[Start of Attachment]
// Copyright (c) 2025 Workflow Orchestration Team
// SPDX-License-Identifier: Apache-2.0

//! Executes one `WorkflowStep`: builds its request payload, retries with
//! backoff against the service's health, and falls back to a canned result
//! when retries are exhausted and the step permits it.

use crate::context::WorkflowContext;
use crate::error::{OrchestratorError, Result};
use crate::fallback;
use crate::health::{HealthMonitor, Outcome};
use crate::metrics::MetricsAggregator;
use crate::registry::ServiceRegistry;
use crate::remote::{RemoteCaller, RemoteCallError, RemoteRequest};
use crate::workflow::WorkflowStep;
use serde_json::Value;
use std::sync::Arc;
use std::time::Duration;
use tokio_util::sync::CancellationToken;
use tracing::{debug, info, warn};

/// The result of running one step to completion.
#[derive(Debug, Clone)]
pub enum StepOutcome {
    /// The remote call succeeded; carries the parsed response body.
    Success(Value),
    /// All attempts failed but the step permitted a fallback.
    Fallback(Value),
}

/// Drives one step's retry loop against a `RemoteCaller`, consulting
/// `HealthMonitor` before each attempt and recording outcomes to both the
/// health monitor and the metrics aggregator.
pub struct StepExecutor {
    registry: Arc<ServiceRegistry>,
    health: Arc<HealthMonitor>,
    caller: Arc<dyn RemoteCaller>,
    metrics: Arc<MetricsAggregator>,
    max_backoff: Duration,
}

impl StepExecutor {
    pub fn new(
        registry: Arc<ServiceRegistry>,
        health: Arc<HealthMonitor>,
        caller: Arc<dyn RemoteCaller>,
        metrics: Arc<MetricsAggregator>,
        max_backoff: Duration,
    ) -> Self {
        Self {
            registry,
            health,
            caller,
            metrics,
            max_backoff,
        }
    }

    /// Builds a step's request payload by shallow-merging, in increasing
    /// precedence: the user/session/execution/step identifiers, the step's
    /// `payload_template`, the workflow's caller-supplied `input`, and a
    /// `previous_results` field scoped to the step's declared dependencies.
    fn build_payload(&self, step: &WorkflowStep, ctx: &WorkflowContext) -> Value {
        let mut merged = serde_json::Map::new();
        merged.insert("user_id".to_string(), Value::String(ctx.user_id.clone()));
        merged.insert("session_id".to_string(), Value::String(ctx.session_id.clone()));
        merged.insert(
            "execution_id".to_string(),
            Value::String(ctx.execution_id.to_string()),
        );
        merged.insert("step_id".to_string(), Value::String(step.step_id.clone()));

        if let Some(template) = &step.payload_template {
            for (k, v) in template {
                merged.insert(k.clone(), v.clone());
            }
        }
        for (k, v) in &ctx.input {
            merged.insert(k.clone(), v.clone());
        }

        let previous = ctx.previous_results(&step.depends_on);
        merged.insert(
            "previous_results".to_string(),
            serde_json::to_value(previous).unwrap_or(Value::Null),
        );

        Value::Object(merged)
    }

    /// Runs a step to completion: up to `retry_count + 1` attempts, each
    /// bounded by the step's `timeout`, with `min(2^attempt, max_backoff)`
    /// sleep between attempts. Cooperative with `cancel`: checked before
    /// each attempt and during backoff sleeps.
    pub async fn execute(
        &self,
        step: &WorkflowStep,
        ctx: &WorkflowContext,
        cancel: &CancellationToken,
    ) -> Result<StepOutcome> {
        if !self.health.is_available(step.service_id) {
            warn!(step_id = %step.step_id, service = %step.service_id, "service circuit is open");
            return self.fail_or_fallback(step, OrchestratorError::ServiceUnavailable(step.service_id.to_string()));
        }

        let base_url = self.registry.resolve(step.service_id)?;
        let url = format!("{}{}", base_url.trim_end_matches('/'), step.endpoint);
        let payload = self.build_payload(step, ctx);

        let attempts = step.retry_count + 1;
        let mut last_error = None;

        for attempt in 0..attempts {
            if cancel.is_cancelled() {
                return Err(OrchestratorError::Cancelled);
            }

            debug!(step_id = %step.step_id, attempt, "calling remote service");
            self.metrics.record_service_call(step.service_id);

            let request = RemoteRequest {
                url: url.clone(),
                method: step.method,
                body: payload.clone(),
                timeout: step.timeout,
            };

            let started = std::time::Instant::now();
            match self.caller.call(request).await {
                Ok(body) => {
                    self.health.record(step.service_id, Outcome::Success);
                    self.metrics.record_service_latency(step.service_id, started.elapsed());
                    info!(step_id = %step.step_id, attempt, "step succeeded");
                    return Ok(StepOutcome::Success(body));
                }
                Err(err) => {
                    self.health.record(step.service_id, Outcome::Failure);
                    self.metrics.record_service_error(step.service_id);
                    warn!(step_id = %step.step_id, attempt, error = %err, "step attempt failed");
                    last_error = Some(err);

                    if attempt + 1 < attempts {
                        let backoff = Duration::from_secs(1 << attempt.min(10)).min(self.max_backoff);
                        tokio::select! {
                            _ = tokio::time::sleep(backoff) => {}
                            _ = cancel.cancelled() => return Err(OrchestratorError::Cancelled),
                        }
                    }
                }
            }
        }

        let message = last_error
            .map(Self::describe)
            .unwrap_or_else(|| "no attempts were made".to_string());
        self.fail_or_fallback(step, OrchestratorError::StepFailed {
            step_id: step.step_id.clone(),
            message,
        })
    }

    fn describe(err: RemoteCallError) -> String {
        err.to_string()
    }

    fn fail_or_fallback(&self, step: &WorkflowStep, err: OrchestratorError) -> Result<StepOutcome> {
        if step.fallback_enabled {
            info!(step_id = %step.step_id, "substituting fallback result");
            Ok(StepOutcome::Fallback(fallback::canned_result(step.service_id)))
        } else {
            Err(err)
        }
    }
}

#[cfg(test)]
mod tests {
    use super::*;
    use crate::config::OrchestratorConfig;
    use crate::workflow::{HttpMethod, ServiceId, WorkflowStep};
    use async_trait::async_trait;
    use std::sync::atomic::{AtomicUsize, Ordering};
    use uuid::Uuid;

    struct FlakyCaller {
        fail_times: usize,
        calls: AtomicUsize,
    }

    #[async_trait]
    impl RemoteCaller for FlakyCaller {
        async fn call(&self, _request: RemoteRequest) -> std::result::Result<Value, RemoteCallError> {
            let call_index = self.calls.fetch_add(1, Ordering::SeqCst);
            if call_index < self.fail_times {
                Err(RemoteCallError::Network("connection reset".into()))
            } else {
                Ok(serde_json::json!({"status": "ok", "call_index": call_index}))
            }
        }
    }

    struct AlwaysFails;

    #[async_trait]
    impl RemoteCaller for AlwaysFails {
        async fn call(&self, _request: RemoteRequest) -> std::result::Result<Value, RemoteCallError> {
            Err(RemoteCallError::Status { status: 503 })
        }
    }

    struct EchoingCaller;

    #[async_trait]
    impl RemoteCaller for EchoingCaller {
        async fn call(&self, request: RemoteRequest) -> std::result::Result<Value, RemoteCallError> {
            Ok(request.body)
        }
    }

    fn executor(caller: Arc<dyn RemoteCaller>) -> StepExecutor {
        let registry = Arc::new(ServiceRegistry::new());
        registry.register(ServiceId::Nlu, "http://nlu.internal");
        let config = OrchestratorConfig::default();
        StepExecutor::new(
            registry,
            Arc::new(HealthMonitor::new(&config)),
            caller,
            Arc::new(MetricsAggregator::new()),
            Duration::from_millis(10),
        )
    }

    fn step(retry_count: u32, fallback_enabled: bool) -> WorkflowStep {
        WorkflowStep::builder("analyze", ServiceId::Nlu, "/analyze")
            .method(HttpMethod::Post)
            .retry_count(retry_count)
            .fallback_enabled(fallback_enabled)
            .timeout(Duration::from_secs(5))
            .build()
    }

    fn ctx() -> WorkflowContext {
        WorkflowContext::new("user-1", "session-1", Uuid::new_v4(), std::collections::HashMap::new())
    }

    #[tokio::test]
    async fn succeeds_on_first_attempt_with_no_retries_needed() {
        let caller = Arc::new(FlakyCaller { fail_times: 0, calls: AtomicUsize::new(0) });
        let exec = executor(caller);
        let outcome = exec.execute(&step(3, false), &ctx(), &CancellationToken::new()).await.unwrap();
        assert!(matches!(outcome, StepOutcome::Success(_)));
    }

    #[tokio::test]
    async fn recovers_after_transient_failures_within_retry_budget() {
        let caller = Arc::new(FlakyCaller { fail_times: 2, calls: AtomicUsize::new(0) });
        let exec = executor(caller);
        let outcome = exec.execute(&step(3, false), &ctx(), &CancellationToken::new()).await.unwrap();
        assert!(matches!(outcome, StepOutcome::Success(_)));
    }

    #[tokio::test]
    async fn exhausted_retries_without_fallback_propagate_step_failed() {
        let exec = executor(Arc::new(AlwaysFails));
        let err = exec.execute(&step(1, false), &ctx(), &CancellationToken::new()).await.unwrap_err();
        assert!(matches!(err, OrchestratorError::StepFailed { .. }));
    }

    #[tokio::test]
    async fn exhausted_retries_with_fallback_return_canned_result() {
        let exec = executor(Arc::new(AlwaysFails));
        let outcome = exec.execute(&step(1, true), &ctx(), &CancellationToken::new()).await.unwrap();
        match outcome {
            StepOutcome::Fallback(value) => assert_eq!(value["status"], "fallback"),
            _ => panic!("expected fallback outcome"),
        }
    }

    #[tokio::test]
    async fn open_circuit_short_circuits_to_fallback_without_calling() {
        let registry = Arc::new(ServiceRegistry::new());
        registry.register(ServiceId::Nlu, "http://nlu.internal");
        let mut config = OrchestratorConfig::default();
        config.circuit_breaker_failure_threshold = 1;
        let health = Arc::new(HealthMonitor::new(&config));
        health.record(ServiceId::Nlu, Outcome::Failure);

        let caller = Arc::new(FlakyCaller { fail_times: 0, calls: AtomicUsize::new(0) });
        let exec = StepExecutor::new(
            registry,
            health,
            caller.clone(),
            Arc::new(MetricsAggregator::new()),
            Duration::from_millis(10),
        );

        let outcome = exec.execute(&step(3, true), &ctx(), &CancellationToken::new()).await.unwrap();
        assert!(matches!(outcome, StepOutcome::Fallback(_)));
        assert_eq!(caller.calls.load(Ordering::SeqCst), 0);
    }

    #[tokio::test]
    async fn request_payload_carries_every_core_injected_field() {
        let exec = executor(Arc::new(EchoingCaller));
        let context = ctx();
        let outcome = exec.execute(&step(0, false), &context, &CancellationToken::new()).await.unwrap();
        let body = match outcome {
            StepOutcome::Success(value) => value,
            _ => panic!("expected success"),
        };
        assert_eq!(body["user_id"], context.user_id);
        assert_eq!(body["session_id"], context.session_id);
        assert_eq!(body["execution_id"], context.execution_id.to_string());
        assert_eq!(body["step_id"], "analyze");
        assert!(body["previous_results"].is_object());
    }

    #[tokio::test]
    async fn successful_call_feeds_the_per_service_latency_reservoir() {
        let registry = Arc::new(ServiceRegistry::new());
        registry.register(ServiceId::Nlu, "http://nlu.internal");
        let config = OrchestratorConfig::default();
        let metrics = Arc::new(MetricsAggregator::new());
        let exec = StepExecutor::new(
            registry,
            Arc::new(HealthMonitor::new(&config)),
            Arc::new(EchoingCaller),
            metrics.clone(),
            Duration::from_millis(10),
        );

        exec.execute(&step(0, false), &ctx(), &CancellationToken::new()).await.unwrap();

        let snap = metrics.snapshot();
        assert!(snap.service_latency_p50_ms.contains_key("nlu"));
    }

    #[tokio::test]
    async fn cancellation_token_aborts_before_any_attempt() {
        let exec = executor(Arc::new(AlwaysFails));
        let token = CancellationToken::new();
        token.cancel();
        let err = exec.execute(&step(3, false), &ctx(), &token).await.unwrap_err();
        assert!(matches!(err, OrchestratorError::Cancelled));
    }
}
[End of Attachment]
[Start of Attachment]
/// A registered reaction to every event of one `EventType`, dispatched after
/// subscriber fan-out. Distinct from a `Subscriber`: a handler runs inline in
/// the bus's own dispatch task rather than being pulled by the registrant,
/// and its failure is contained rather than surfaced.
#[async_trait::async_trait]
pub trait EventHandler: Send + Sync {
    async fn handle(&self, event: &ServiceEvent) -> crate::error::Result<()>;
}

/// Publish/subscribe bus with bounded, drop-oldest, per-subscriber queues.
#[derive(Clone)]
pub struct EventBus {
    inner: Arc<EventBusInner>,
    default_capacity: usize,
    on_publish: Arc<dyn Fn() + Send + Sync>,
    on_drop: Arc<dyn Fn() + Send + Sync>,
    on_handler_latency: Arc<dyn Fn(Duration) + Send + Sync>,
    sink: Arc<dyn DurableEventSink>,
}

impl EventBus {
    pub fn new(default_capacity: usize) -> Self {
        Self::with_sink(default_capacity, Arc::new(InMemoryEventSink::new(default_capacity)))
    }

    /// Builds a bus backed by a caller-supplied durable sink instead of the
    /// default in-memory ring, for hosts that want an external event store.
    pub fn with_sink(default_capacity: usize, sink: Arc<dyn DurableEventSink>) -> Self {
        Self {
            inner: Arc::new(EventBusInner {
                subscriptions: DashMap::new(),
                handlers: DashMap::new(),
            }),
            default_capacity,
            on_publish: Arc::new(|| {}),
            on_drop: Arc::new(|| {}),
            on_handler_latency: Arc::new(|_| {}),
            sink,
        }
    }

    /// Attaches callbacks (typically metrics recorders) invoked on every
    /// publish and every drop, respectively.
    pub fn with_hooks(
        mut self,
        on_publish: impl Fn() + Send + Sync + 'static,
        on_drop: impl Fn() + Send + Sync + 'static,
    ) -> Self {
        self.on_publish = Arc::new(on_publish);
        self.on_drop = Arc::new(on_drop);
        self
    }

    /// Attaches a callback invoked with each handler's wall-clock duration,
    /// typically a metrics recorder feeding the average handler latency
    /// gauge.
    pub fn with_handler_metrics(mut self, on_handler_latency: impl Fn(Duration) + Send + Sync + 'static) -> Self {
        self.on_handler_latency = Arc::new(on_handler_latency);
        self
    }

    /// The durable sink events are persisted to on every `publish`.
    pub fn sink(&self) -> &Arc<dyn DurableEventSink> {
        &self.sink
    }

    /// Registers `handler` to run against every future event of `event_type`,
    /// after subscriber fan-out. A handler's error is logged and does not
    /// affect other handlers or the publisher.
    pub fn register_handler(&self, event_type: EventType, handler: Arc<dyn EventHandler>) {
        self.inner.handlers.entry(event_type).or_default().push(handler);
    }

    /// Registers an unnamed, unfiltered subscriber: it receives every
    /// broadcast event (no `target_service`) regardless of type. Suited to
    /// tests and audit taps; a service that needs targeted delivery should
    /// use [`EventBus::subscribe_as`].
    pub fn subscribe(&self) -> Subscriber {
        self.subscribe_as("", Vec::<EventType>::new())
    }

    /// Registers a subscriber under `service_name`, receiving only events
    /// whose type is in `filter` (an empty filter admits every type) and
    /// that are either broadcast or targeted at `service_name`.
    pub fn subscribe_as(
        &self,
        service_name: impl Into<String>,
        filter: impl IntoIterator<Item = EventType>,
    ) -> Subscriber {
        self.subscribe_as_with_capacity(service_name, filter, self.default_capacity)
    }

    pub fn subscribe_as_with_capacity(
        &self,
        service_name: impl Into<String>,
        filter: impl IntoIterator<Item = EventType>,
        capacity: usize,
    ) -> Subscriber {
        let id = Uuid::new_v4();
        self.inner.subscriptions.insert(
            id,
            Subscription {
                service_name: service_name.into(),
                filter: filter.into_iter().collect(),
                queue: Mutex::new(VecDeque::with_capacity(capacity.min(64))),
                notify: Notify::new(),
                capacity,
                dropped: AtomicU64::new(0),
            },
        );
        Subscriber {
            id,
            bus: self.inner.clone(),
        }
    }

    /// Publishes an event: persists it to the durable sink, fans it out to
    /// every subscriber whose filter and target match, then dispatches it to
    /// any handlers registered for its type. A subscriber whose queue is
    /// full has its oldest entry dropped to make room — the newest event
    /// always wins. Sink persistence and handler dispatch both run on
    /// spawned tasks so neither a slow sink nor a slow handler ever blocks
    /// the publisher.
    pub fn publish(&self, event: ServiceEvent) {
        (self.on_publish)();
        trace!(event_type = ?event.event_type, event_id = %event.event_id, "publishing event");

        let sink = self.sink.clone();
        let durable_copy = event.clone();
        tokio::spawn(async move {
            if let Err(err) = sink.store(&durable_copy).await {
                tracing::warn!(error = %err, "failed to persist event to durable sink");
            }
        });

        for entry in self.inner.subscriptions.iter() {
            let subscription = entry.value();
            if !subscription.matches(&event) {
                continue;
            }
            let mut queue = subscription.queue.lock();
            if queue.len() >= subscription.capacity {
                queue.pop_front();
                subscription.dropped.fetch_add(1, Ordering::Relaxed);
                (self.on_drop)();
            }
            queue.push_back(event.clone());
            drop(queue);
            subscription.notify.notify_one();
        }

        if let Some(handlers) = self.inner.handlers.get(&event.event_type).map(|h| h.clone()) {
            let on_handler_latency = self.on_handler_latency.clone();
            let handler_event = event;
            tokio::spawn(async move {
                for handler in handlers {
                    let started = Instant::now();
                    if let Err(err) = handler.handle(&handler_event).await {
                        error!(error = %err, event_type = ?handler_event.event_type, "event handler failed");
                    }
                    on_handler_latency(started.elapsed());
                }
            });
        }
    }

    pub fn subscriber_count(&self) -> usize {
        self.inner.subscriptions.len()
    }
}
[End of Attachment]
[Work instructions]: Return, with no change at all, every line in the entries above from the line containing "it receives every" through the line containing "fans it out to".

[Result of this task]:
    /// Registers an unnamed, unfiltered subscriber: it receives every
    /// broadcast event (no `target_service`) regardless of type. Suited to
    /// tests and audit taps; a service that needs targeted delivery should
    /// use [`EventBus::subscribe_as`].
    pub fn subscribe(&self) -> Subscriber {
        self.subscribe_as("", Vec::<EventType>::new())
    }

    /// Registers a subscriber under `service_name`, receiving only events
    /// whose type is in `filter` (an empty filter admits every type) and
    /// that are either broadcast or targeted at `service_name`.
    pub fn subscribe_as(
        &self,
        service_name: impl Into<String>,
        filter: impl IntoIterator<Item = EventType>,
    ) -> Subscriber {
        self.subscribe_as_with_capacity(service_name, filter, self.default_capacity)
    }

    pub fn subscribe_as_with_capacity(
        &self,
        service_name: impl Into<String>,
        filter: impl IntoIterator<Item = EventType>,
        capacity: usize,
    ) -> Subscriber {
        let id = Uuid::new_v4();
        self.inner.subscriptions.insert(
            id,
            Subscription {
                service_name: service_name.into(),
                filter: filter.into_iter().collect(),
                queue: Mutex::new(VecDeque::with_capacity(capacity.min(64))),
                notify: Notify::new(),
                capacity,
                dropped: AtomicU64::new(0),
            },
        );
        Subscriber {
            id,
            bus: self.inner.clone(),
        }
    }

    /// Publishes an event: persists it to the durable sink, fans it out to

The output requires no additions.